ALBINEUS, Nathan. Bibliotheca Chemica contracta.

Geneva, I. Ant. & Samuel de Tournes, 1654.


FIRST EDITION of Parts II-IV, second of Part I. 8vo. 4 parts in 1, separate titles and signatures, I: pp. [16], 77, [3]; II: pp. [16], 175, [1]; III: pp. [10, lacking blank as usual], 179, [1]; IV: pp. [12], 83, [3, lacking last blank as usual]. Roman letter, with Italic. General title in red and black, woodcut title vignettes, decorated initials and ornaments. Occasional slight age browning or minor marginal foxing, second title dusty, tiny worm trails to some lower edges, fore-edge of *5 (III) expertly repaired, minor spotting to lower outer blank corner of last few ll. A good copy in C19 half calf over marbled boards, rebacked, marbled eps and edges, corners rubbed, C19 armorial bookplate of the bibliophile René Amedée Choppin de Villy to front pastedown, early ms annotations to fly, early C17 ‘michael sendiuogius’ to second title and half-title in Part II, ms annotations in the same hand dated 1671 to last verso, others to *5 (III).

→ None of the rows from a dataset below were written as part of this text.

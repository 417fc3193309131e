//! Next-fire computation for alarm repeat rules.
//!
//! [`next_fire_time`] is a pure function of a [`RecurrenceRule`], a time of
//! day and the current instant. It never fails for a well-formed rule:
//! a non-empty day set always matches within seven days.

use chrono::{DateTime, Datelike, Duration, NaiveDate, NaiveTime, TimeZone};

use crate::types::{AlarmRecord, RepeatMode, WeekdaySet};

/// Upper bound of the day-by-day search for recurring rules.
const MAX_DAY_PROBES: usize = 7;

/// Repeat rule of an alarm, detached from the rest of the record.
#[derive(Debug, Clone, Copy, PartialEq, Eq, Default)]
pub struct RecurrenceRule {
    /// Repeat policy
    pub mode: RepeatMode,
    /// Days for the recurring policies
    pub days: WeekdaySet,
    /// Epoch milliseconds of the chosen date
    pub specific_date: Option<i64>,
}

impl RecurrenceRule {
    /// A rule that fires at the next occurrence of the time of day.
    pub fn once() -> Self {
        Self::default()
    }

    /// A rule that repeats on the given days.
    pub fn custom(days: WeekdaySet) -> Self {
        Self {
            mode: RepeatMode::Custom,
            days,
            specific_date: None,
        }
    }

    /// A rule bound to the calendar day of `millis`.
    pub fn on_date(millis: i64) -> Self {
        Self {
            mode: RepeatMode::SpecificDate,
            days: WeekdaySet::empty(),
            specific_date: Some(millis),
        }
    }
}

impl From<&AlarmRecord> for RecurrenceRule {
    fn from(alarm: &AlarmRecord) -> Self {
        Self {
            mode: alarm.repeat_mode,
            days: alarm.repeat_days,
            specific_date: alarm.specific_date,
        }
    }
}

/// Computes the next instant an alarm should fire.
///
/// - `SpecificDate` with a stored date: that calendar day at `hour:minute:00`,
///   returned as-is even when it lies in the past.
/// - `Once`, or an empty day set: today at `hour:minute:00`, moved to tomorrow
///   if that is not after `now`.
/// - Otherwise the same candidate is advanced day by day until its weekday is
///   in the day set.
///
/// Calendar arithmetic happens in the time zone of `now`.
pub fn next_fire_time<Tz: TimeZone>(
    rule: &RecurrenceRule,
    hour: u32,
    minute: u32,
    now: &DateTime<Tz>,
) -> DateTime<Tz> {
    let tz = now.timezone();
    let time = NaiveTime::from_hms_opt(hour.min(23), minute.min(59), 0).unwrap_or(NaiveTime::MIN);

    if rule.mode == RepeatMode::SpecificDate {
        if let Some(day) = rule
            .specific_date
            .and_then(|millis| tz.timestamp_millis_opt(millis).single())
        {
            return at_local(&tz, day.date_naive(), time);
        }
    }

    let mut date = now.date_naive();
    if at_local(&tz, date, time) <= *now {
        date = next_day(date);
    }

    if rule.mode != RepeatMode::Once && !rule.days.is_empty() {
        for _ in 0..MAX_DAY_PROBES {
            if rule.days.contains(date.weekday()) {
                break;
            }
            date = next_day(date);
        }
    }

    at_local(&tz, date, time)
}

/// Next fire time of a stored alarm.
pub fn next_fire_for<Tz: TimeZone>(alarm: &AlarmRecord, now: &DateTime<Tz>) -> DateTime<Tz> {
    next_fire_time(&RecurrenceRule::from(alarm), alarm.hour, alarm.minute, now)
}

fn next_day(date: NaiveDate) -> NaiveDate {
    date.succ_opt().unwrap_or(date)
}

/// Maps a wall-clock date and time to an instant in `tz`.
///
/// Ambiguous times (clocks going back) take the earlier instant; times inside
/// a gap (clocks going forward) are pushed one hour later.
fn at_local<Tz: TimeZone>(tz: &Tz, date: NaiveDate, time: NaiveTime) -> DateTime<Tz> {
    let naive = date.and_time(time);
    tz.from_local_datetime(&naive)
        .earliest()
        .or_else(|| tz.from_local_datetime(&(naive + Duration::hours(1))).earliest())
        .unwrap_or_else(|| tz.from_utc_datetime(&naive))
}

// ============================================================================
// Tests
// ============================================================================
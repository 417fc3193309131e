//! Countdown error types.

use thiserror::Error;

use crate::store::StoreError;
use crate::types::TaskId;

/// Errors returned by countdown commands.
#[derive(Debug, Error)]
pub enum CountdownError {
    /// `start` while already counting down.
    #[error("タイマーは既に実行中です")]
    AlreadyRunning,

    /// `pause` while not counting down.
    #[error("タイマーは実行されていません")]
    NotRunning,

    /// `resume` while not paused.
    #[error("タイマーは一時停止していません")]
    NotPaused,

    /// Settings failed validation.
    #[error("無効な設定: {0}")]
    InvalidSettings(String),

    /// No task with this id.
    #[error("タスクが見つかりません: #{0}")]
    TaskNotFound(TaskId),

    /// Task title or estimate failed validation.
    #[error("無効なタスク: {0}")]
    InvalidTask(String),

    /// The new state could not be persisted.
    #[error(transparent)]
    Store(#[from] StoreError),
}

impl CountdownError {
    /// Returns true if the command does not apply to the current phase.
    #[must_use]
    pub fn is_invalid_transition(&self) -> bool {
        matches!(self, Self::AlreadyRunning | Self::NotRunning | Self::NotPaused)
    }

    /// Returns a user-friendly suggestion for resolving this error.
    #[must_use]
    pub fn suggestion(&self) -> &'static str {
        match self {
            Self::AlreadyRunning => "focusclock timer pause で一時停止できます",
            Self::NotRunning => "focusclock timer start で開始してください",
            Self::NotPaused => "focusclock timer status で状態を確認してください",
            Self::InvalidSettings(_) => "集中時間は1-120分で指定してください",
            Self::TaskNotFound(_) => "focusclock timer task list でIDを確認してください",
            Self::InvalidTask(_) => "タスク名と1以上の見積もりを指定してください",
            Self::Store(e) => e.suggestion(),
        }
    }
}
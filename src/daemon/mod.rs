//! Daemon for focusclock.
//!
//! This module contains the long-running side of the tool:
//! - `ipc`: Unix socket server and request dispatch
//! - `service`: alarm editing plus the ringing state, behind one lock
//! - [`run`]: wires the stores, wake scheduler, alerts and countdown together

pub mod ipc;
mod service;

use std::sync::Arc;

use anyhow::{Context, Result};
use chrono::Local;
use tokio::sync::Mutex;
use tracing::{info, warn};

pub use ipc::{serve_connection, IpcServer, RequestHandler};
pub use service::AlarmService;

use crate::alert::{resolve_sound, AlertPresenter, DeviceAlertPresenter, TracingVibrationService};
use crate::clock::AlarmClock;
use crate::config::AppConfig;
use crate::countdown::{CountdownEngine, CountdownTimer};
use crate::firing::AlarmFiringHandler;
use crate::notification::TracingNotificationPresenter;
use crate::scheduler::{AlarmScheduler, TokioWakeScheduler};
use crate::store::{AlarmStore, CountdownStore, FileStore};

/// Runs the daemon until Ctrl-C.
///
/// On startup the default alarms are seeded on first use, every active
/// alarm is registered again and a countdown that was running resumes.
///
/// # Errors
///
/// Returns an error if the configuration is invalid, a store directory
/// cannot be created, or the socket cannot be bound.
pub async fn run(config: AppConfig) -> Result<()> {
    config.validate().map_err(anyhow::Error::msg)?;

    let alarm_backend = FileStore::open(config.alarms_dir())
        .context("Failed to open the alarm store")?;
    let countdown_backend = FileStore::open(config.countdown_dir())
        .context("Failed to open the countdown store")?;

    let (wake, mut wake_rx) = TokioWakeScheduler::new();
    let scheduler = AlarmScheduler::new(Arc::new(wake));

    let presenter: Arc<dyn AlertPresenter> = Arc::new(DeviceAlertPresenter::new(
        Arc::new(TracingVibrationService),
        config.mute,
    ));
    let sound = resolve_sound(config.alarm_sound_path());

    let clock = AlarmClock::new(AlarmStore::load(Arc::new(alarm_backend)), scheduler.clone());
    let firing = AlarmFiringHandler::new(
        presenter.clone(),
        Arc::new(TracingNotificationPresenter),
        scheduler,
        sound.clone(),
    )
    .with_snooze_minutes(config.snooze_minutes);

    let mut service = AlarmService::new(clock, firing);
    let report = service.start_up(&Local::now());
    for id in &report.switched_off {
        warn!("Alarm {} was switched off because it could not be registered", id);
    }
    let alarms = Arc::new(Mutex::new(service));

    let engine = CountdownEngine::restore(
        CountdownStore::new(Arc::new(countdown_backend)),
        presenter,
        sound,
    );
    let timer = CountdownTimer::recover(engine).await;

    let handler = Arc::new(RequestHandler::new(alarms.clone(), timer.clone()));
    let server = IpcServer::new(&config.socket_path())?;
    info!("Daemon listening on {:?}", server.socket_path());

    loop {
        tokio::select! {
            accepted = server.accept() => match accepted {
                Ok(stream) => {
                    tokio::spawn(serve_connection(stream, handler.clone()));
                }
                Err(e) => warn!("{:#}", e),
            },
            Some(payload) = wake_rx.recv() => {
                alarms.lock().await.fire(&payload);
            }
            signal = tokio::signal::ctrl_c() => {
                if let Err(e) = signal {
                    warn!("Failed to listen for Ctrl-C: {}", e);
                }
                info!("Shutting down");
                break;
            }
        }
    }

    timer.shutdown();
    Ok(())
}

A sammelband comprising eight alchemical texts, some popular some obscure, edited by the Genevan physician Nathan d’Aubigné de la Fosse (fl. C17). The preface reproduces the ‘Tabula Smagardina’ – a cryptic text attributed to Hermes Trismegistus (1stcent.), and believed to be the foundation of Islamic and Western alchemy. Written by the humanist and alchemist Giovanni Augurello (1441-1524), acquainted with Ficino, Poliziano and Aldus, ‘Chrysopoeia’ is dedicated to Pope Leo X. It is an instance of ‘alchemical verse’, i.e., allegorical poetry describing chemical processes – in this case, gold-making – in a symbolic manner. Two more, by Augurello and d’Aubigné, are appended. Part II includes two works by the Polish alchemist Michael Sendivogius (1566-1636), preceded by the testament of the philosopher Arnaldus of Villanova, inserted ‘at the instance of the printer’ so that the page would not be left blank. The first, ‘Novum lumen chemicum’, discusses the nature and origin of metals and minerals, putrefaction, the spiritual ‘semen’, the mixture of metals, mineral tinctures and virtues. It also includes a dialogue between Mercury the Alchemist and Nature, and an appended treatise on sulphur, discussing the four elements, the three principles of nature, and the properties of sulphur. Parts III and IV were written by the French polymath and alchemist Jean d’Espagnet (1564-c.1637). ‘Enchiridion Physicae Restitutae’ is a collection of 245 Hermetic aphorisms on god, nature, the world, matter, the creation of the planets and humankind, light, universal harmony, corruption, the four elements, the fifth, and their physical properties, the humours, the spirit and soul, and numerous other basic concepts of alchemy (including the presence of multiple worlds in the universe). Similarly structured into 138 aphorisms (or rules), ‘Arcanum Hermeticae Philosophiae’ presents the secrets of the Philosopher’s Stone for which ‘the perfect knowledge of the science and art of metals’ is required, with short statements on the properties of the planets, specific metals, tinctures, and the alchemical processes. The slightly later annotator noted Sendivogius’s authorship of two essays, as well as random thoughts: a few lines on Abelard and Heloise (‘Abailar ou abilard / Contemporen de st Bernard / Alison sa fame (?) abbesie Paraclet’) a one-line recipe; and a couple of apparently unrecorded lines called ‘Titulus ad Lupanares’, which he signed Michel de Hennecourt, 7 October 1671. 

The main title of the first collected edition bears the imprint 1653, like parts II-IV here; the main title is here dated 1654, the scarcer re-issue.

Ferguson I, p.17; Wellcome II, p.25; Krivatsy 460; Caillet I, 147; Duveen p.10 (1653 ed.).